### Given records
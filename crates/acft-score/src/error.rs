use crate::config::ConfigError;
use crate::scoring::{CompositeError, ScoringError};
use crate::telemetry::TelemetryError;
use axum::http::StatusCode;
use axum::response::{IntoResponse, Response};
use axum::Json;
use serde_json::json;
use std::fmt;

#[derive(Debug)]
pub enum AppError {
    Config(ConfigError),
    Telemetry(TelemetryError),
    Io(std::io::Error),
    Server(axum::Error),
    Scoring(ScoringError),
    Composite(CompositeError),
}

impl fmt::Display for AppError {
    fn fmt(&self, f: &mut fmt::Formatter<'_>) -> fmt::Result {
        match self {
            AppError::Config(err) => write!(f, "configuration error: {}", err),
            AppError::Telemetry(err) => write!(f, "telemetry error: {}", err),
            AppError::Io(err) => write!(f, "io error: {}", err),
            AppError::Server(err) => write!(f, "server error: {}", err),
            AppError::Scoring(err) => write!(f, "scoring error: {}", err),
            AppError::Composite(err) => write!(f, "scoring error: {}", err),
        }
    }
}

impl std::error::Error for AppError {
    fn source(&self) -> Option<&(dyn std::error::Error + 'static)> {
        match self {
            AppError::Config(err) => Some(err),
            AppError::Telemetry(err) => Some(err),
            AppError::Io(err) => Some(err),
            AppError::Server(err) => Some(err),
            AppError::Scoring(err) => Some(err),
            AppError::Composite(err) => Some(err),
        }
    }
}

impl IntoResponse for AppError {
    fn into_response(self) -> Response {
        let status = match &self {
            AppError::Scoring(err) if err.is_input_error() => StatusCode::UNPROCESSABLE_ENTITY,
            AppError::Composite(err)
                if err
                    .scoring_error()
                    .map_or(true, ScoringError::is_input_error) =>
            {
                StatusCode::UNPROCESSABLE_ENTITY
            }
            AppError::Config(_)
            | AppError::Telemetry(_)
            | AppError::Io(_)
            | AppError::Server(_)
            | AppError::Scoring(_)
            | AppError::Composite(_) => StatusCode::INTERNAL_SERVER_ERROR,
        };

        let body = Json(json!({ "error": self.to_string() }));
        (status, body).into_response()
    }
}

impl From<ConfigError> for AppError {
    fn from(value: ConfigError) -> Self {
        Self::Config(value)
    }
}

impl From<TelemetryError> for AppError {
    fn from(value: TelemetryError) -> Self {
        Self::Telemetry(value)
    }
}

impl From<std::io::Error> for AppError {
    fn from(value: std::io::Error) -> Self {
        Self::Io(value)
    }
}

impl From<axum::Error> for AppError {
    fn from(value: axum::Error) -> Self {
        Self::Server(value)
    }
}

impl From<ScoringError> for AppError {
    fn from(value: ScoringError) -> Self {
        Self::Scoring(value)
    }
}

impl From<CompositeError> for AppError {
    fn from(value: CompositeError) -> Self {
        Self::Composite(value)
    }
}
--
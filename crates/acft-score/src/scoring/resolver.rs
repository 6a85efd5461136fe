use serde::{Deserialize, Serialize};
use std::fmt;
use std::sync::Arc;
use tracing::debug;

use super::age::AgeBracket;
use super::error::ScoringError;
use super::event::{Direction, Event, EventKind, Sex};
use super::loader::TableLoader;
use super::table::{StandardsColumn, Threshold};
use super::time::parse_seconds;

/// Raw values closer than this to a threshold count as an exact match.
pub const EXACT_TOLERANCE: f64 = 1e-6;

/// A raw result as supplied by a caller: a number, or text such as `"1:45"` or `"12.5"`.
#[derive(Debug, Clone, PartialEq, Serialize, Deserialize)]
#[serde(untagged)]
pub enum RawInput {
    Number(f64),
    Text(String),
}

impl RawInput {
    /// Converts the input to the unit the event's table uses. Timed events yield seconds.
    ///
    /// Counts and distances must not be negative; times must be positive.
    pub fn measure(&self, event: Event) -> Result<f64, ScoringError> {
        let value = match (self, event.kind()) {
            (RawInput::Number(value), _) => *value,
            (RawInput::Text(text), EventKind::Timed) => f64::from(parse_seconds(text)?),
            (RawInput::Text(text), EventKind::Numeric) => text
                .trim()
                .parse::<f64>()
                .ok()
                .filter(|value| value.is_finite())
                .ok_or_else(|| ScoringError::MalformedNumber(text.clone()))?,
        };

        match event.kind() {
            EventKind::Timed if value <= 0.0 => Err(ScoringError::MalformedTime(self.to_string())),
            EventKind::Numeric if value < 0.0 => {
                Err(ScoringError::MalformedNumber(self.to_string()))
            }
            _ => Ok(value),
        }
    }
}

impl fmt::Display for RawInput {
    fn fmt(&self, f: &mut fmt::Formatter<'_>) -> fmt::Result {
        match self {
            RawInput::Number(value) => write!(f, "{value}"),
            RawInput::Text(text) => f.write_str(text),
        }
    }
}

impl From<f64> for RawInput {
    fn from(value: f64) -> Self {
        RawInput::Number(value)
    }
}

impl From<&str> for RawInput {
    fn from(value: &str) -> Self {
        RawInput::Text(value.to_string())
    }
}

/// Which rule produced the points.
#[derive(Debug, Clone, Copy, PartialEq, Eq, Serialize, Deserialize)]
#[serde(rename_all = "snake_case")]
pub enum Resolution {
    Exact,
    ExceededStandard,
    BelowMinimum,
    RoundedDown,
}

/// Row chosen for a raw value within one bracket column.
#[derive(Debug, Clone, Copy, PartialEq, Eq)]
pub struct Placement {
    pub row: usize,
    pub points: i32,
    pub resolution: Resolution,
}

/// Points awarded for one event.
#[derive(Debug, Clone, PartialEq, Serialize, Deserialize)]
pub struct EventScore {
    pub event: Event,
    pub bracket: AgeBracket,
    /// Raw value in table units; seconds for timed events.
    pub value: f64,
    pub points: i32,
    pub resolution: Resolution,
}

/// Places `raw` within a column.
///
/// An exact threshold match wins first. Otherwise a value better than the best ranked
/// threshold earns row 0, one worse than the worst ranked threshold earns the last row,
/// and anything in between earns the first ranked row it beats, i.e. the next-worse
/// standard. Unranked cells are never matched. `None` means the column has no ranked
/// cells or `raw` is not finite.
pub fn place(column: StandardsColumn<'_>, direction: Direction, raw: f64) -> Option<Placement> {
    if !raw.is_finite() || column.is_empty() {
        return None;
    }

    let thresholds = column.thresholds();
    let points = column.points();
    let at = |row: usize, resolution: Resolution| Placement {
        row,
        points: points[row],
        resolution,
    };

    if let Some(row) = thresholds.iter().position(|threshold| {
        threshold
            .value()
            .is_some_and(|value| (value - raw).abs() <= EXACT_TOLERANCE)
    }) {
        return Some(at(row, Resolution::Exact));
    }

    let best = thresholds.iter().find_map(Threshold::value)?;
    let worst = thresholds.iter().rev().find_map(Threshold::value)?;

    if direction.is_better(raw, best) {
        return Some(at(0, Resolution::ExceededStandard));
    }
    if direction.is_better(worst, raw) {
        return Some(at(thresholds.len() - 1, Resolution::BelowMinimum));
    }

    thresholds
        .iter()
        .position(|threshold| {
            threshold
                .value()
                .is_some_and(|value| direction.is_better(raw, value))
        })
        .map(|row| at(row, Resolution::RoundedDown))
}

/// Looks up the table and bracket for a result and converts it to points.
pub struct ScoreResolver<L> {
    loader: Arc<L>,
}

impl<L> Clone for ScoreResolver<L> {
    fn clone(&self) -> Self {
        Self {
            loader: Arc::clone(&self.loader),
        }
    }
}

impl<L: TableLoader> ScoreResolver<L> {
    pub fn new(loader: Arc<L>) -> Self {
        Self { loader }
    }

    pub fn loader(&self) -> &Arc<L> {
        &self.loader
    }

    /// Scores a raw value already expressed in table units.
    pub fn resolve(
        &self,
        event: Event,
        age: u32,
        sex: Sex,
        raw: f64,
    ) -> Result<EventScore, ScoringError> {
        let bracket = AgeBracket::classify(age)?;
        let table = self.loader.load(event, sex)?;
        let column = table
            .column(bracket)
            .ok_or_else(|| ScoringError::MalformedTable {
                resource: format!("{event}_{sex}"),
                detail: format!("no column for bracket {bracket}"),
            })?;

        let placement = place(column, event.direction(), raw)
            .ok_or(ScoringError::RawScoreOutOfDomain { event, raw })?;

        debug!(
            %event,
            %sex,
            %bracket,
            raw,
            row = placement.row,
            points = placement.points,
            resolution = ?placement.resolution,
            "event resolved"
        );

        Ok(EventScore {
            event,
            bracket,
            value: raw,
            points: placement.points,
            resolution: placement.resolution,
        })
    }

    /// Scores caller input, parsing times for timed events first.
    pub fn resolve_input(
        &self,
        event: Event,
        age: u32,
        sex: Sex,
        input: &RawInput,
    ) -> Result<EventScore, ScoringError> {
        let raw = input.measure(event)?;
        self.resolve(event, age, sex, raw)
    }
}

### Goal of the exercise
Whenever a line above includes the string "StatusCode", copy it.

### Your solution
use axum::http::StatusCode;
            AppError::Scoring(err) if err.is_input_error() => StatusCode::UNPROCESSABLE_ENTITY,
                StatusCode::UNPROCESSABLE_ENTITY
            | AppError::Composite(_) => StatusCode::INTERNAL_SERVER_ERROR,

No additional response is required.